Exercise goal
Report only how many lines of the entries below contain the string "when".

Input records START

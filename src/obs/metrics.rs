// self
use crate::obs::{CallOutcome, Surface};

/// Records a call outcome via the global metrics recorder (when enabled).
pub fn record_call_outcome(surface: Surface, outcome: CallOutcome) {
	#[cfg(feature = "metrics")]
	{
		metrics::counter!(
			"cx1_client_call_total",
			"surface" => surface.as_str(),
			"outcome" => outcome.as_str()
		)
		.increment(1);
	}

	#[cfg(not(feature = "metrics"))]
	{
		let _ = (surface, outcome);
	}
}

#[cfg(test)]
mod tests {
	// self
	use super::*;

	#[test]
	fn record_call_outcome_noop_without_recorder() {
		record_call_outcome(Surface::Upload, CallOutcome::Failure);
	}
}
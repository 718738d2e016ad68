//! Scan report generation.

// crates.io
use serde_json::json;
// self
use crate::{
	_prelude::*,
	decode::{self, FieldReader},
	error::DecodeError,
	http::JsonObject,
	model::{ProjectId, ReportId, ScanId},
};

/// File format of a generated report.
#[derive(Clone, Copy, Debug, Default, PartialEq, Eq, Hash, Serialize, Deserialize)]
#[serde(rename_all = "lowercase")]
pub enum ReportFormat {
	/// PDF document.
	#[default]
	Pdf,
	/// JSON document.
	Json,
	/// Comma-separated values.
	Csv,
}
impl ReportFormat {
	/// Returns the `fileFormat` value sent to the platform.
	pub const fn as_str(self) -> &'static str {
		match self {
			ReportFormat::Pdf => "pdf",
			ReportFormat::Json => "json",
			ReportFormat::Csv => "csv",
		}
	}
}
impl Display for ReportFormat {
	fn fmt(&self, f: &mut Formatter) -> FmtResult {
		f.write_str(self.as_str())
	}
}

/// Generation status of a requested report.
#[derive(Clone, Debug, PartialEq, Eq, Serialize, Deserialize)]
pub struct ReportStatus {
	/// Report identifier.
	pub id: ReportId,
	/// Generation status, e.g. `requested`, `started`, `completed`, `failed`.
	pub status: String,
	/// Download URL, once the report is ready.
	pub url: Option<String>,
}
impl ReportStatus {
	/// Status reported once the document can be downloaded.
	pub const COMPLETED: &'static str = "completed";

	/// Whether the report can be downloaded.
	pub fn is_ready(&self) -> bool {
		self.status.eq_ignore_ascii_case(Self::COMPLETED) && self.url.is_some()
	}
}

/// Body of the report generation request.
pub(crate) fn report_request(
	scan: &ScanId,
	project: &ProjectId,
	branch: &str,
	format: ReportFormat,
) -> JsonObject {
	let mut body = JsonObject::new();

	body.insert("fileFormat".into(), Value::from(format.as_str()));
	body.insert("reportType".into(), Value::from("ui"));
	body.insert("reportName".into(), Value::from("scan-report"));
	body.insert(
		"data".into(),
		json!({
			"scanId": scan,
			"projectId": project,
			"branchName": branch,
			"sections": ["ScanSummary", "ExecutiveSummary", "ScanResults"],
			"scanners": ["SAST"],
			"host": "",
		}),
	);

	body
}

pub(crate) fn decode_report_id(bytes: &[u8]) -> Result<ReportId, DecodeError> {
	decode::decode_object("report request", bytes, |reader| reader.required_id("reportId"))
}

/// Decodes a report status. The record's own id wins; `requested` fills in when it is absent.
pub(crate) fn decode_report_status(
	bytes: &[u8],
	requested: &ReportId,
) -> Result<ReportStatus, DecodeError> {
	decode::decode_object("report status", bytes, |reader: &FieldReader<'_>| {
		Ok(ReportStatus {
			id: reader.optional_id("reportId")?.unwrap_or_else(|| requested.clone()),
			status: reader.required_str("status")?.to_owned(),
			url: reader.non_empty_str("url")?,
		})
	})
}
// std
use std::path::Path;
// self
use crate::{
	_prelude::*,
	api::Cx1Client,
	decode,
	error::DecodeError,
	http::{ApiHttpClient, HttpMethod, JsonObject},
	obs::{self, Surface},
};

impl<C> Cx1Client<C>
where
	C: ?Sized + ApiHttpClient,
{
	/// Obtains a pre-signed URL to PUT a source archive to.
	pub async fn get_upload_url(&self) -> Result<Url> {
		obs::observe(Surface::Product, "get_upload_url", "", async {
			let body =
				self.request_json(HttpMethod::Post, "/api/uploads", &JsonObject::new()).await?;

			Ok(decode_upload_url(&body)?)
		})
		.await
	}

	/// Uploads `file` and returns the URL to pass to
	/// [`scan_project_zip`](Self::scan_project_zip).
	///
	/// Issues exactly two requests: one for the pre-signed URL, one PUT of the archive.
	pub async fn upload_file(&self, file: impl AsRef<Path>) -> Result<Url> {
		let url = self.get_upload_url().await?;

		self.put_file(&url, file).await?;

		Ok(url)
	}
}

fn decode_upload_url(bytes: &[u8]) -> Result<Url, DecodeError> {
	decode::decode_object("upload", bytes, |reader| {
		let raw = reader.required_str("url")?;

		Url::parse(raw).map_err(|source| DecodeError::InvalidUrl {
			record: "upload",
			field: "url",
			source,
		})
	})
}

Input records END
Input records START

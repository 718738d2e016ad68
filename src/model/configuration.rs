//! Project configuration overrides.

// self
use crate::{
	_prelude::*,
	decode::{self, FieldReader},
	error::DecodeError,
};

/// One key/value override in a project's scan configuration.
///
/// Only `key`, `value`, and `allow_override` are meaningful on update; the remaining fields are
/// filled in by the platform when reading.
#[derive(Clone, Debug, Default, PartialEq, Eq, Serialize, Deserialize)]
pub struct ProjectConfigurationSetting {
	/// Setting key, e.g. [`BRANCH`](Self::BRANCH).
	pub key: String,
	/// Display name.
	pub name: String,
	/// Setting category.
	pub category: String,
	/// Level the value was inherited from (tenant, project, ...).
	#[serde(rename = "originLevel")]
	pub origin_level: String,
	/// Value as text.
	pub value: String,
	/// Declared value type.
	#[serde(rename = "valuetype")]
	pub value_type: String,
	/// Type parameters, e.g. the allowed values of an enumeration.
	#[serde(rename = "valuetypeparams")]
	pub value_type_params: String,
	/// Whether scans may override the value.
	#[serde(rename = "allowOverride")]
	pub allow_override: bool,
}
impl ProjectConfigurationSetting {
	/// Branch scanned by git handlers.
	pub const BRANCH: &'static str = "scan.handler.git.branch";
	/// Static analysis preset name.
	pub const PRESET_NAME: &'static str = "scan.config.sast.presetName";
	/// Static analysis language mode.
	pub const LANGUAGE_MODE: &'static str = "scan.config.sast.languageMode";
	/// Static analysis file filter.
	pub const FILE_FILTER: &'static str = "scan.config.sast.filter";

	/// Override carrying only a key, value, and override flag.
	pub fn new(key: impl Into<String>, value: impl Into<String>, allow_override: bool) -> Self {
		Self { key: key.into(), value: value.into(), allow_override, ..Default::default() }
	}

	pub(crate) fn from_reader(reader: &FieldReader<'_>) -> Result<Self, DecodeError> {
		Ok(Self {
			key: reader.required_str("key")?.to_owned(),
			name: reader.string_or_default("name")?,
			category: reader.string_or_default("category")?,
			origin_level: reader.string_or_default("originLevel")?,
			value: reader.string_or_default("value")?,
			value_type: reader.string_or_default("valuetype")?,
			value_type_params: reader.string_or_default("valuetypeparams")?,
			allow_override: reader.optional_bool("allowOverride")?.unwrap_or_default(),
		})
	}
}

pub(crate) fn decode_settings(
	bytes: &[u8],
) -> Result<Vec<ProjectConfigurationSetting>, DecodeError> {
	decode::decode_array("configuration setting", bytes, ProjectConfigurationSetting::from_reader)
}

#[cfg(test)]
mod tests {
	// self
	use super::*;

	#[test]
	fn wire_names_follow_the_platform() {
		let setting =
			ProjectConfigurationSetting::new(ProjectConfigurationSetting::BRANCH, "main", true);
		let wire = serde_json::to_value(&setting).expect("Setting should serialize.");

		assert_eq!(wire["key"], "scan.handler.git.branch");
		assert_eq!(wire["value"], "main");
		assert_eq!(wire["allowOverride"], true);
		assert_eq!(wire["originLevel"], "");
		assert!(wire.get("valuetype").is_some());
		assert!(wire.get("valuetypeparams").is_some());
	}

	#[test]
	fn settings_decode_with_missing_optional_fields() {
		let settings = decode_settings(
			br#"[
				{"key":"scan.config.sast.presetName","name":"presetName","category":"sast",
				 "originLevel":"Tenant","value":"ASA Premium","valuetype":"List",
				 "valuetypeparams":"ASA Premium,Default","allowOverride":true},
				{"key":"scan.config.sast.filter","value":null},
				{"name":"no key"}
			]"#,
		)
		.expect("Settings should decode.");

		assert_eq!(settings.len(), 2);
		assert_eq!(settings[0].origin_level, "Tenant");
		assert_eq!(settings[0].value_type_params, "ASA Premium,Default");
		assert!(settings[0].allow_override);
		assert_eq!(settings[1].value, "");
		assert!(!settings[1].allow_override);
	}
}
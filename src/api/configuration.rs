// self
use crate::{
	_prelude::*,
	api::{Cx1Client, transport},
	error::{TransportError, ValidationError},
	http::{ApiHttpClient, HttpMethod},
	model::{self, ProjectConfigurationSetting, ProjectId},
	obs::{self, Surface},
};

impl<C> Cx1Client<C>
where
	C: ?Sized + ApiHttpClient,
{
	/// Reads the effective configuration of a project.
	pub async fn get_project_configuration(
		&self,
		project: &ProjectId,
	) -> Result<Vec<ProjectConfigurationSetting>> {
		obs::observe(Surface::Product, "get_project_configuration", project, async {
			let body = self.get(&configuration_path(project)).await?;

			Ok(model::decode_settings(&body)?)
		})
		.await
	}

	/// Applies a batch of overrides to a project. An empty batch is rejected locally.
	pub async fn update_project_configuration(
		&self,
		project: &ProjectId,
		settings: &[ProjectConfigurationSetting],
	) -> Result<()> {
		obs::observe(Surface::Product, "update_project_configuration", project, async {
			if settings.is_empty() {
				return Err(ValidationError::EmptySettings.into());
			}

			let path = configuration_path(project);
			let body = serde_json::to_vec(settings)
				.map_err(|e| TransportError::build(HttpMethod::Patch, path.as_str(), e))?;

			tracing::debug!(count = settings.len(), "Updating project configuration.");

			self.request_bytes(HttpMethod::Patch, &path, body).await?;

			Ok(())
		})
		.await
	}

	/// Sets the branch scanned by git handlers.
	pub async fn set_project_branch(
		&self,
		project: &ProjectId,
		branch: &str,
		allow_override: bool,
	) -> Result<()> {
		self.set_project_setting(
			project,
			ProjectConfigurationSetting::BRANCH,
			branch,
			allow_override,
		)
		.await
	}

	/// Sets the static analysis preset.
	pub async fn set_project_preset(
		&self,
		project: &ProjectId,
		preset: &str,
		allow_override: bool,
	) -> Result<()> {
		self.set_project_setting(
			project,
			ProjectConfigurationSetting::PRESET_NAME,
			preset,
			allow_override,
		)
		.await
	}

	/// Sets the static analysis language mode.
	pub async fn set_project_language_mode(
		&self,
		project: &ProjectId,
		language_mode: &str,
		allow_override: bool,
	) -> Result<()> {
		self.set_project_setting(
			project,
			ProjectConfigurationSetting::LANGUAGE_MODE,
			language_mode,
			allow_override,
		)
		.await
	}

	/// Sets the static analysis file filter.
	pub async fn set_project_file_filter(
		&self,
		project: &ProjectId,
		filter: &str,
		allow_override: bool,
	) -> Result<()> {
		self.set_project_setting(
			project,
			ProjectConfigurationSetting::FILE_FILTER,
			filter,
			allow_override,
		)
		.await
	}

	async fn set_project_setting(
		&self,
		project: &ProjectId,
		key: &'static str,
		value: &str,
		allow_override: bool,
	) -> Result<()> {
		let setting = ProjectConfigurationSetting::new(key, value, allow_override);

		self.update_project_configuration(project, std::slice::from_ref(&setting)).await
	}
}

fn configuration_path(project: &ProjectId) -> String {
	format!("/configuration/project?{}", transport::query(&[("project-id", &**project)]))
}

Input records END

Problem solution
3